### Exercise details
Restate each record exactly as it was written.

━━━ Data for review ━━━

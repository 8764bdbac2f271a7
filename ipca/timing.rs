use std::fmt;
use std::path::Path;
use std::time::{Duration, Instant};

/// Named phases of an `initialize` or `update` call.
#[derive(Clone, Copy, Debug, PartialEq, Eq, Hash, PartialOrd, Ord)]
pub enum Stage {
    Statistics,
    Augment,
    Scatter,
    QrLocal,
    Gather,
    QrGlobal,
    Broadcast,
    Svd,
    BasisUpdate,
    UpdateTotal,
}

impl Stage {
    pub const ALL: [Stage; 10] = [
        Stage::Statistics,
        Stage::Augment,
        Stage::Scatter,
        Stage::QrLocal,
        Stage::Gather,
        Stage::QrGlobal,
        Stage::Broadcast,
        Stage::Svd,
        Stage::BasisUpdate,
        Stage::UpdateTotal,
    ];

    pub fn describe(self) -> &'static str {
        match self {
            Self::Statistics => "statistics",
            Self::Augment => "augment",
            Self::Scatter => "scatter",
            Self::QrLocal => "qr-local",
            Self::Gather => "gather",
            Self::QrGlobal => "qr-global",
            Self::Broadcast => "broadcast",
            Self::Svd => "svd",
            Self::BasisUpdate => "basis-update",
            Self::UpdateTotal => "update-total",
        }
    }
}

impl fmt::Display for Stage {
    fn fmt(&self, f: &mut fmt::Formatter<'_>) -> fmt::Result {
        f.write_str(self.describe())
    }
}

/// Ordered `(stage, duration)` samples recorded during one call.
///
/// A stage may appear more than once (a call issues several broadcasts).
#[derive(Clone, Debug, Default)]
pub struct StageTimings {
    samples: Vec<(Stage, Duration)>,
}

impl StageTimings {
    pub fn new() -> Self {
        Self::default()
    }

    pub fn record(&mut self, stage: Stage, elapsed: Duration) {
        self.samples.push((stage, elapsed));
    }

    /// Runs `f`, recording its wall time under `stage`.
    pub fn time<T>(&mut self, stage: Stage, f: impl FnOnce() -> T) -> T {
        let start = Instant::now();
        let out = f();
        self.record(stage, start.elapsed());
        out
    }

    pub fn samples(&self) -> &[(Stage, Duration)] {
        &self.samples
    }

    pub fn total(&self, stage: Stage) -> Duration {
        self.samples
            .iter()
            .filter(|(s, _)| *s == stage)
            .map(|(_, d)| *d)
            .sum()
    }

    pub fn is_empty(&self) -> bool {
        self.samples.is_empty()
    }
}

/// Per-stage timing history across the calls of a run.
#[derive(Clone, Debug, Default)]
pub struct TimingLog {
    calls: Vec<StageTimings>,
}

impl TimingLog {
    pub fn new() -> Self {
        Self::default()
    }

    pub fn push(&mut self, timings: StageTimings) {
        self.calls.push(timings);
    }

    pub fn n_calls(&self) -> usize {
        self.calls.len()
    }

    /// Mean time spent in `stage` per call, over calls that entered it.
    pub fn mean_seconds(&self, stage: Stage) -> Option<f64> {
        let per_call: Vec<f64> = self
            .calls
            .iter()
            .filter(|call| call.samples.iter().any(|(s, _)| *s == stage))
            .map(|call| call.total(stage).as_secs_f64())
            .collect();
        if per_call.is_empty() {
            None
        } else {
            Some(per_call.iter().sum::<f64>() / per_call.len() as f64)
        }
    }

    /// Logs the mean per-block time of every recorded stage.
    pub fn report(&self) {
        if self.calls.is_empty() {
            log::info!("No incremental PCA calls have been timed yet");
            return;
        }
        for stage in Stage::ALL {
            if let Some(mean) = self.mean_seconds(stage) {
                log::info!("Mean per-block time of stage '{stage}': {mean:.4e}s");
            }
        }
    }

    /// Writes one `call,stage,seconds` row per recorded sample.
    pub fn write_csv(&self, path: &Path) -> Result<(), csv::Error> {
        let mut writer = csv::Writer::from_path(path)?;
        writer.write_record(["call", "stage", "seconds"])?;
        for (call_idx, call) in self.calls.iter().enumerate() {
            for (stage, elapsed) in call.samples() {
                writer.write_record([
                    call_idx.to_string(),
                    stage.describe().to_string(),
                    format!("{:.9}", elapsed.as_secs_f64()),
                ])?;
            }
        }
        writer.flush()?;
        Ok(())
    }
}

━━━

### Response to the task
repository 8764bdbac2f271a7
filename ipca/timing.rs
use std::fmt;
use std::path::Path;
use std::time::{Duration, Instant};

/// Named phases of an `initialize` or `update` call.
#[derive(Clone, Copy, Debug, PartialEq, Eq, Hash, PartialOrd, Ord)]
pub enum Stage {
    Statistics,
    Augment,
    Scatter,
    QrLocal,
    Gather,
    QrGlobal,
    Broadcast,
    Svd,
    BasisUpdate,
    UpdateTotal,
}

impl Stage {
    pub const ALL: [Stage; 10] = [
        Stage::Statistics,
        Stage::Augment,
        Stage::Scatter,
        Stage::QrLocal,
        Stage::Gather,
        Stage::QrGlobal,
        Stage::Broadcast,
        Stage::Svd,
        Stage::BasisUpdate,
        Stage::UpdateTotal,
    ];

    pub fn describe(self) -> &'static str {
        match self {
            Self::Statistics => "statistics",
            Self::Augment => "augment",
            Self::Scatter => "scatter",
            Self::QrLocal => "qr-local",
            Self::Gather => "gather",
            Self::QrGlobal => "qr-global",
            Self::Broadcast => "broadcast",
            Self::Svd => "svd",
            Self::BasisUpdate => "basis-update",
            Self::UpdateTotal => "update-total",
        }
    }
}

impl fmt::Display for Stage {
    fn fmt(&self, f: &mut fmt::Formatter<'_>) -> fmt::Result {
        f.write_str(self.describe())
    }
}

/// Ordered `(stage, duration)` samples recorded during one call.
///
/// A stage may appear more than once (a call issues several broadcasts).
#[derive(Clone, Debug, Default)]
pub struct StageTimings {
    samples: Vec<(Stage, Duration)>,
}

impl StageTimings {
    pub fn new() -> Self {
        Self::default()
    }

    pub fn record(&mut self, stage: Stage, elapsed: Duration) {
        self.samples.push((stage, elapsed));
    }

    /// Runs `f`, recording its wall time under `stage`.
    pub fn time<T>(&mut self, stage: Stage, f: impl FnOnce() -> T) -> T {
        let start = Instant::now();
        let out = f();
        self.record(stage, start.elapsed());
        out
    }

    pub fn samples(&self) -> &[(Stage, Duration)] {
        &self.samples
    }

    pub fn total(&self, stage: Stage) -> Duration {
        self.samples
            .iter()
            .filter(|(s, _)| *s == stage)
            .map(|(_, d)| *d)
            .sum()
    }

    pub fn is_empty(&self) -> bool {
        self.samples.is_empty()
    }
}

/// Per-stage timing history across the calls of a run.
#[derive(Clone, Debug, Default)]
pub struct TimingLog {
    calls: Vec<StageTimings>,
}

impl TimingLog {
    pub fn new() -> Self {
        Self::default()
    }

    pub fn push(&mut self, timings: StageTimings) {
        self.calls.push(timings);
    }

    pub fn n_calls(&self) -> usize {
        self.calls.len()
    }

    /// Mean time spent in `stage` per call, over calls that entered it.
    pub fn mean_seconds(&self, stage: Stage) -> Option<f64> {
        let per_call: Vec<f64> = self
            .calls
            .iter()
            .filter(|call| call.samples.iter().any(|(s, _)| *s == stage))
            .map(|call| call.total(stage).as_secs_f64())
            .collect();
        if per_call.is_empty() {
            None
        } else {
            Some(per_call.iter().sum::<f64>() / per_call.len() as f64)
        }
    }

    /// Logs the mean per-block time of every recorded stage.
    pub fn report(&self) {
        if self.calls.is_empty() {
            log::info!("No incremental PCA calls have been timed yet");
            return;
        }
        for stage in Stage::ALL {
            if let Some(mean) = self.mean_seconds(stage) {
                log::info!("Mean per-block time of stage '{stage}': {mean:.4e}s");
            }
        }
    }

    /// Writes one `call,stage,seconds` row per recorded sample.
    pub fn write_csv(&self, path: &Path) -> Result<(), csv::Error> {
        let mut writer = csv::Writer::from_path(path)?;
        writer.write_record(["call", "stage", "seconds"])?;
        for (call_idx, call) in self.calls.iter().enumerate() {
            for (stage, elapsed) in call.samples() {
                writer.write_record([
                    call_idx.to_string(),
                    stage.describe().to_string(),
                    format!("{:.9}", elapsed.as_secs_f64()),
                ])?;
            }
        }
        writer.flush()?;
        Ok(())
    }
}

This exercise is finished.